Each bulk request is 2k events. The cluster state is not available, what information do you want.

We depend on id to remove duplicate data. so we always have to query by the id.

You can have a field called "my_id" (or whatever) and query on that.
Pros :
Elasticsearch couldn't care less about what you put in there so writes need not be slowed down with uniqueness checks for my_id values.
Cons :
Elasticsearch couldn't care less about what you put in there

It is possible to run a query for all docs with my_id:foo and either delete them or update them in order to perform an update. The downside of this is that unlike the Elasticsearch-managed id field:

  1. By default there is no fast-routing that knows which shard foo is on - all shards must be searched.
  2. There are no guarantees that the index doesn't contain 2 docs with my_id:foo if your client app inserts the same data twice (forgetting to delete or update any prior doc).

(Perhaps worth pointing out this technique resolved a performance issue for a user indexing all-the-tweets-in-the-world using the original tweet id. That was an earlier version of Elasticsearch and id lookups may have improved since but a design with no lookups will always be faster than one that requires them.)

I am not asking for the cluster state, just cluster stats (statistics) to get on overview of the cluster.

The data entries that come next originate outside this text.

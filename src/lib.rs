//! Page-Harvest: a resumable web page harvester
//!
//! This crate fetches a fixed, ordered list of URLs over HTTP and stores each
//! page's raw content in a local directory, keeping an append-only ledger of
//! completed downloads so an interrupted run can be resumed without
//! re-downloading anything.

pub mod config;
pub mod harvest;
pub mod output;
pub mod sources;
pub mod state;
pub mod storage;

use thiserror::Error;

/// Main error type for Page-Harvest operations
#[derive(Debug, Error)]
pub enum HarvestError {
    #[error("Configuration error: {0}")]
    Config(#[from] ConfigError),

    #[error("URL source error: {0}")]
    Source(#[from] sources::SourceError),

    #[error("Storage error: {0}")]
    Storage(#[from] storage::StorageError),

    #[error("URL list is empty, nothing to harvest")]
    EmptySourceList,

    #[error("HTTP client error: {0}")]
    Client(#[from] reqwest::Error),

    #[error("IO error: {0}")]
    Io(#[from] std::io::Error),
}

/// Configuration-specific errors
#[derive(Debug, Error)]
pub enum ConfigError {
    #[error("Failed to read config file: {0}")]
    Io(#[from] std::io::Error),

    #[error("Failed to parse TOML: {0}")]
    Parse(#[from] toml::de::Error),

    #[error("Validation error: {0}")]
    Validation(String),
}

/// Result type alias for Page-Harvest operations
pub type Result<T> = std::result::Result<T, HarvestError>;

/// Result type alias for configuration operations
pub type ConfigResult<T> = std::result::Result<T, ConfigError>;

// Re-export commonly used types
pub use config::Config;
pub use harvest::{FetchError, Harvester};
pub use output::RunStats;
pub use state::TaskState;
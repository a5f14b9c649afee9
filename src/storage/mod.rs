//! Storage module for persisting harvest results
//!
//! This module owns the two on-disk artifacts of a harvest:
//! - The progress ledger, an append-only text file recording which sequence
//!   identifiers have been fully completed
//! - The page store, a directory of files holding raw fetched content
//!
//! The consistency contract between the two: a page file is written strictly
//! before its ledger entry is appended, so a ledger entry always points at an
//! existing, complete file.

mod ledger;
mod pages;

pub use ledger::ProgressLedger;
pub use pages::PageStore;

use std::path::PathBuf;
use thiserror::Error;

/// Errors that can occur during storage operations
#[derive(Debug, Error)]
pub enum StorageError {
    #[error("Failed to read ledger {path}: {source}")]
    LedgerRead {
        path: PathBuf,
        source: std::io::Error,
    },

    #[error("Failed to append to ledger {path}: {source}")]
    LedgerAppend {
        path: PathBuf,
        source: std::io::Error,
    },

    #[error("Failed to write page file {path}: {source}")]
    PageWrite {
        path: PathBuf,
        source: std::io::Error,
    },

    #[error("Failed to create pages directory {path}: {source}")]
    CreateDir {
        path: PathBuf,
        source: std::io::Error,
    },
}

/// Result type for storage operations
pub type StorageResult<T> = Result<T, StorageError>;
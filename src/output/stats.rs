//! Run statistics
//!
//! Counters for a single harvest run. Scoped to the process; nothing here is
//! persisted.

use crate::state::TaskState;
use chrono::{DateTime, Local};
use std::path::Path;

/// Counters accumulated over one harvest run
#[derive(Debug, Clone)]
pub struct RunStats {
    /// Number of URLs in the configured list
    pub total: usize,

    /// Tasks for which a fetch was actually attempted
    pub attempted: u64,

    /// Tasks that were fetched, stored, and recorded
    pub succeeded: u64,

    /// Tasks skipped because their identifier was already in the ledger
    pub skipped: u64,

    /// Tasks whose fetch or storage failed
    pub failed: u64,

    /// Wall-clock time the run started
    pub started_at: DateTime<Local>,
}

impl RunStats {
    /// Creates zeroed counters for a list of `total` URLs
    pub fn new(total: usize) -> Self {
        Self {
            total,
            attempted: 0,
            succeeded: 0,
            skipped: 0,
            failed: 0,
            started_at: Local::now(),
        }
    }

    /// Records one terminal task outcome
    ///
    /// Non-terminal states are ignored; `Succeeded` and `Failed` also count
    /// as attempts.
    pub fn record(&mut self, outcome: TaskState) {
        match outcome {
            TaskState::Skipped => self.skipped += 1,
            TaskState::Succeeded => {
                self.attempted += 1;
                self.succeeded += 1;
            }
            TaskState::Failed => {
                self.attempted += 1;
                self.failed += 1;
            }
            TaskState::Pending | TaskState::Fetching => {}
        }
    }

    /// Number of tasks that reached a terminal state
    ///
    /// Equals `total` after a complete run.
    pub fn accounted(&self) -> u64 {
        self.succeeded + self.skipped + self.failed
    }
}

/// Prints the end-of-run summary to stdout
///
/// # Arguments
///
/// * `stats` - The statistics to display
/// * `pages_dir` - Directory the page files were written to
/// * `ledger_path` - Path of the progress ledger
pub fn print_summary(stats: &RunStats, pages_dir: &Path, ledger_path: &Path) {
    println!("=== Harvest Summary ===\n");

    println!("Started: {}", stats.started_at.format("%Y-%m-%d %H:%M:%S"));
    println!();

    println!("Tasks:");
    println!("  Total URLs: {}", stats.total);
    println!("  Fetched:    {}", stats.succeeded);
    println!("  Skipped:    {}", stats.skipped);
    println!("  Failed:     {}", stats.failed);
    println!();

    let completion = if stats.total > 0 {
        ((stats.succeeded + stats.skipped) as f64 / stats.total as f64) * 100.0
    } else {
        0.0
    };
    println!(
        "Completion: {:.1}% ({} / {} pages on disk)",
        completion,
        stats.succeeded + stats.skipped,
        stats.total
    );
    println!();

    println!("Pages:  {}/", pages_dir.display());
    println!("Ledger: {}", ledger_path.display());
}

Do you have monitoring installed?

The cluster state is not available


Thanks for the reply. We have just stop the test today, I reproduce the environment latter and supply the cluster state.

Not needed as @Christian_Dahlqvist said but I was just curious about why you said that.

BTW, any advice about:

  1. How to generate larger initial segment?
  2. How to merge floor segments first?

I’d not try to change elasticsearch behavior. Why do you think defaults are not good?

This topic was automatically closed 28 days after the last reply. New replies are no longer allowed.